ASSIGNED TASK: Would you repeat each of the lines below exactly?

DATA PROVIDED:
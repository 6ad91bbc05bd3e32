use crate::formatter::format_quote_line;
use crate::price_source::PriceSource;
use std::sync::Arc;
use stockbot_models::{Command, InboundEvent};

const GUIDANCE_MESSAGE: &str = "請輸入股票代號查詢即時股價，例如：2317";

/// Dispatches normalized inbound events. Total: every event produces reply
/// text, and fetch failures come back as formatted error lines rather than
/// errors.
pub struct MessageRouter {
    price_source: Arc<dyn PriceSource>,
}

impl MessageRouter {
    pub fn new(price_source: Arc<dyn PriceSource>) -> Self {
        Self { price_source }
    }

    pub async fn route(&self, event: &InboundEvent) -> String {
        match Command::classify(&event.text) {
            Command::PriceQuery(instrument_id) => {
                let result = self.price_source.fetch(&instrument_id).await;
                if let Err(e) = &result {
                    tracing::warn!(instrument_id, error = %e, "📉 Quote fetch failed");
                }
                format_quote_line(&instrument_id, &result)
            }
            Command::Unrecognized(text) => {
                tracing::debug!(text, "💬 Unrecognized input, sending guidance");
                GUIDANCE_MESSAGE.to_string()
            }
        }
    }
}

#[cfg(test)]
mod tests {
    use super::*;
    use crate::price_source::FixedQuotes;
    use async_trait::async_trait;
    use stockbot_models::{FetchError, FetchResult, PriceQuote};

    struct FailingSource(fn(&str) -> FetchError);

    #[async_trait]
    impl PriceSource for FailingSource {
        async fn fetch(&self, instrument_id: &str) -> FetchResult<PriceQuote> {
            Err((self.0)(instrument_id))
        }
    }

    fn event(text: &str) -> InboundEvent {
        InboundEvent::new("reply-token".to_string(), text.to_string())
    }

    #[tokio::test]
    async fn digit_query_replies_with_a_quote_line() {
        let router = MessageRouter::new(Arc::new(FixedQuotes::sample()));
        let reply = router.route(&event("2317")).await;
        assert_eq!(reply, "2317 (鴻海) 現價: 105.5 元");
    }

    #[tokio::test]
    async fn non_digit_text_gets_the_fixed_guidance() {
        let router = MessageRouter::new(Arc::new(FixedQuotes::sample()));
        for text in ["hello", "2317?", "買什麼好", ""] {
            assert_eq!(router.route(&event(text)).await, GUIDANCE_MESSAGE);
        }
    }

    #[tokio::test]
    async fn transport_failure_becomes_reply_text_not_an_error() {
        let router = MessageRouter::new(Arc::new(FailingSource(|_| FetchError::Transport {
            reason: "connection refused".to_string(),
        })));
        let reply = router.route(&event("9999")).await;
        assert!(reply.contains("9999"));
        assert!(reply.contains("無法取得股價"));
    }

    #[tokio::test]
    async fn unknown_instrument_becomes_reply_text() {
        let router = MessageRouter::new(Arc::new(FixedQuotes::sample()));
        let reply = router.route(&event("1234")).await;
        assert!(reply.contains("查詢失敗"));
    }
}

EXERCISE OUTPUT:
repository 6ad91bbc05bd3e32
use crate::formatter::format_quote_line;
use crate::price_source::PriceSource;
use std::sync::Arc;
use stockbot_models::{Command, InboundEvent};

const GUIDANCE_MESSAGE: &str = "請輸入股票代號查詢即時股價，例如：2317";

/// Dispatches normalized inbound events. Total: every event produces reply
/// text, and fetch failures come back as formatted error lines rather than
/// errors.
pub struct MessageRouter {
    price_source: Arc<dyn PriceSource>,
}

impl MessageRouter {
    pub fn new(price_source: Arc<dyn PriceSource>) -> Self {
        Self { price_source }
    }

    pub async fn route(&self, event: &InboundEvent) -> String {
        match Command::classify(&event.text) {
            Command::PriceQuery(instrument_id) => {
                let result = self.price_source.fetch(&instrument_id).await;
                if let Err(e) = &result {
                    tracing::warn!(instrument_id, error = %e, "📉 Quote fetch failed");
                }
                format_quote_line(&instrument_id, &result)
            }
            Command::Unrecognized(text) => {
                tracing::debug!(text, "💬 Unrecognized input, sending guidance");
                GUIDANCE_MESSAGE.to_string()
            }
        }
    }
}

#[cfg(test)]
mod tests {
    use super::*;
    use crate::price_source::FixedQuotes;
    use async_trait::async_trait;
    use stockbot_models::{FetchError, FetchResult, PriceQuote};

    struct FailingSource(fn(&str) -> FetchError);

    #[async_trait]
    impl PriceSource for FailingSource {
        async fn fetch(&self, instrument_id: &str) -> FetchResult<PriceQuote> {
            Err((self.0)(instrument_id))
        }
    }

    fn event(text: &str) -> InboundEvent {
        InboundEvent::new("reply-token".to_string(), text.to_string())
    }

    #[tokio::test]
    async fn digit_query_replies_with_a_quote_line() {
        let router = MessageRouter::new(Arc::new(FixedQuotes::sample()));
        let reply = router.route(&event("2317")).await;
        assert_eq!(reply, "2317 (鴻海) 現價: 105.5 元");
    }

    #[tokio::test]
    async fn non_digit_text_gets_the_fixed_guidance() {
        let router = MessageRouter::new(Arc::new(FixedQuotes::sample()));
        for text in ["hello", "2317?", "買什麼好", ""] {
            assert_eq!(router.route(&event(text)).await, GUIDANCE_MESSAGE);
        }
    }

    #[tokio::test]
    async fn transport_failure_becomes_reply_text_not_an_error() {
        let router = MessageRouter::new(Arc::new(FailingSource(|_| FetchError::Transport {
            reason: "connection refused".to_string(),
        })));
        let reply = router.route(&event("9999")).await;
        assert!(reply.contains("9999"));
        assert!(reply.contains("無法取得股價"));
    }

    #[tokio::test]
    async fn unknown_instrument_becomes_reply_text() {
        let router = MessageRouter::new(Arc::new(FixedQuotes::sample()));
        let reply = router.route(&event("1234")).await;
        assert!(reply.contains("查詢失敗"));
    }
}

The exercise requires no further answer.